I usually have many dreams a night. If its a great story idea I try to note it down. This mornings final dream was lovely and one worth sharing.
It was Christmas and so beautiful out. I was in the mountains at some type of resort type place. It seemed like hundreds of people where there. So many families. There were trees and snow and a lake that was weirdly not frozen. In my dream we were doing different family things as a larger group and as just my little family. Games, and snow fights, boat rides and sledding. It was beautiful. But I began to notice a problem. Many of the families, and I recognized a lot of friends, of tv families, of celebrities, were not happy. The kids were fighting, the parents were oblivious. As some tried to decorate for the holiday others were miserable. Then one night we were gathered together for some type of pageant or display and I had decided enough was enough. I stood in front of all those people, many who were bickering and I told them to knock it off. I told them that they had forgotten their purpose. That the purpose of life was to parent a child. That it didn't matter how that dynamic looked. It didn't matter how a family was constructed but every adult had a responsibility to be the best they could be with a thought for the next generation in mind. That our job was to teach them a legacy of strength, compassion, honesty, generosity, and survival. We need to teach them skills that matter by showing them what matters.
Then I woke to my 4 year old Monkey yelling from down stairs for some cereal and I had to chuckle. It was funny to go from such peace to such yelling BUT I realized the thoughts were true. Every adult is a parent. It may be in the role of a teacher or a counselor. An aunt or uncle or just a family friend but we all interact with children and the children in our lives look to us to teach them. Yes the main teaching needs to be from their actual parent however we all need to be striving for more for them. They truly are our future. I know the kind of future I want to see and for them to have. Do you?
Monday, October 24, 2011
Monday.
Thursday, April 1, 2010
NO child is disposable.
Tuesday, March 30, 2010
Moral quandary..... or is it?
A while back I faced a moral dilemma. A loved one called from 800 miles away to tell me that they felt their child was being abused. He claimed to have seen bruises and that she had a 104 temp but was being untreated. At the time the child was 8 months old. He told me he was scared and upset and that neither he or his estranged wife could take care of a child and could we help him by making sure his baby was safe and then adopting her. We wanted more children and we have always been open for adoption since I have such a hard time carrying to term so we said yes. But how to handle it? He said the mother would agree to adoption if we made sure it was a very open adoption. DO I say yes to that and agree knowing he also thinks she is abusing the baby? What do I do about the abuse? Some would say to stay out of it all. It was bound to be a drama filled situation. Some would say to report the abuse and then stay out of it. Some would say jump in and do all that can be done. Even without the legal obligation to report the abuse and insist on a well child check I would have done the last. This was a child in need. Frankly if ANYONE had called me with this story I would have leapt at helping. NO child deserves to be in danger.
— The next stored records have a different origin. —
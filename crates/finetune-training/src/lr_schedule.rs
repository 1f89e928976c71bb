//! Learning rate scheduling.
//!
//! Schedules advance once per optimizer update, not per epoch:
//! - Constant
//! - Inverse-time decay, `lr / (1 + decay * iterations)`

use finetune_core::OptimizerConfig;
use serde::{Deserialize, Serialize};

/// Learning rate scheduler type
#[derive(Debug, Clone, Copy, Default, Serialize, Deserialize, PartialEq)]
pub enum SchedulerType {
    /// Constant learning rate (no scheduling)
    #[default]
    Constant,

    /// Divide the base rate by `1 + decay * iterations`
    InverseTimeDecay { decay: f64 },
}

/// Learning rate scheduler
#[derive(Debug, Clone)]
pub struct LearningRateScheduler {
    scheduler_type: SchedulerType,
    base_lr: f64,
    current_lr: f64,
    iterations: u64,
}

impl LearningRateScheduler {
    pub fn new(scheduler_type: SchedulerType, base_lr: f64) -> Self {
        Self {
            scheduler_type,
            base_lr,
            current_lr: base_lr,
            iterations: 0,
        }
    }

    /// Schedule matching an optimizer's configured rate and decay
    pub fn for_optimizer(optimizer: &OptimizerConfig) -> Self {
        let decay = optimizer.decay();
        let scheduler_type = if decay > 0.0 {
            SchedulerType::InverseTimeDecay { decay }
        } else {
            SchedulerType::Constant
        };
        Self::new(scheduler_type, optimizer.learning_rate())
    }

    /// Rate for the next update
    pub fn get_lr(&self) -> f64 {
        self.current_lr
    }

    /// Records one optimizer update.
    pub fn step(&mut self) {
        self.iterations += 1;

        match self.scheduler_type {
            SchedulerType::Constant => {}
            SchedulerType::InverseTimeDecay { decay } => {
                self.current_lr = self.base_lr / (1.0 + decay * self.iterations as f64);
            }
        }
    }

    pub fn iterations(&self) -> u64 {
        self.iterations
    }
}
I would hope that if someone thought I was abusive they would report it as well because abuse is not a case of "Let's wait for more evidence." So many abusers are good at hiding the signs. Why chance it? So I called the mother who was far from receptive and refused to speak to me. I also called the local police and insisted on a well child check. In the end it came out that the person who had called me was heavily into drugs, was a natural liar, and was pretty much hoping I would "buy" his child. Do I feel sorrow for upsetting the mother? Absolutely. Would I do the same thing today? YES. We as human beings and especially those of us that are parents have not only a legal obligation but a moral one to report any suspected child abuse no matter what we might think about the situation. Because what if you failed to call and you were wrong and a child was hospitalized or, Heaven forbid, died because you failed to act.
Monday, August 3, 2009
Parenting
I am a firm believer in parents raising children as much as possible and have been blessed with the ability to be home with my kids. I know many such women and still I see so many differences in the way we do things. Since we are all different people that is not surprising but some things others do completely confound me. Like the women desperate for a child to fulfill her. She plans and plots, uses fertility help even though she doesn't need it, and gets pregnant. She talks of her joy in the child, all the things she wants to do with and for the child. Then the child is born and she puts it in a chair so she can go about her day without a worry for the child. Instead of nurturing, the child is more a fashion accessory. Then there are the women who talk of homemade baby food and cloth diapers and co sleeping and sling wearing. They talk about how good their plan is but once it comes time to implement it they realize how much work goes into these things and give up but bash those who didn't try that way first.
Don't get me wrong, I applaud all women who do all they can for their children. I know there are many ways to parent, to teach, to love. I just hate seeing people have children for any other reason than that they want to provide life and love to another being. I hate seeing women who are looking for a way to trap their guy, an added tax deduction, a fashion statement, or because they think they are supposed to. What happened to children being the product of love and of a want to share the love between mates with a being that was created by that love?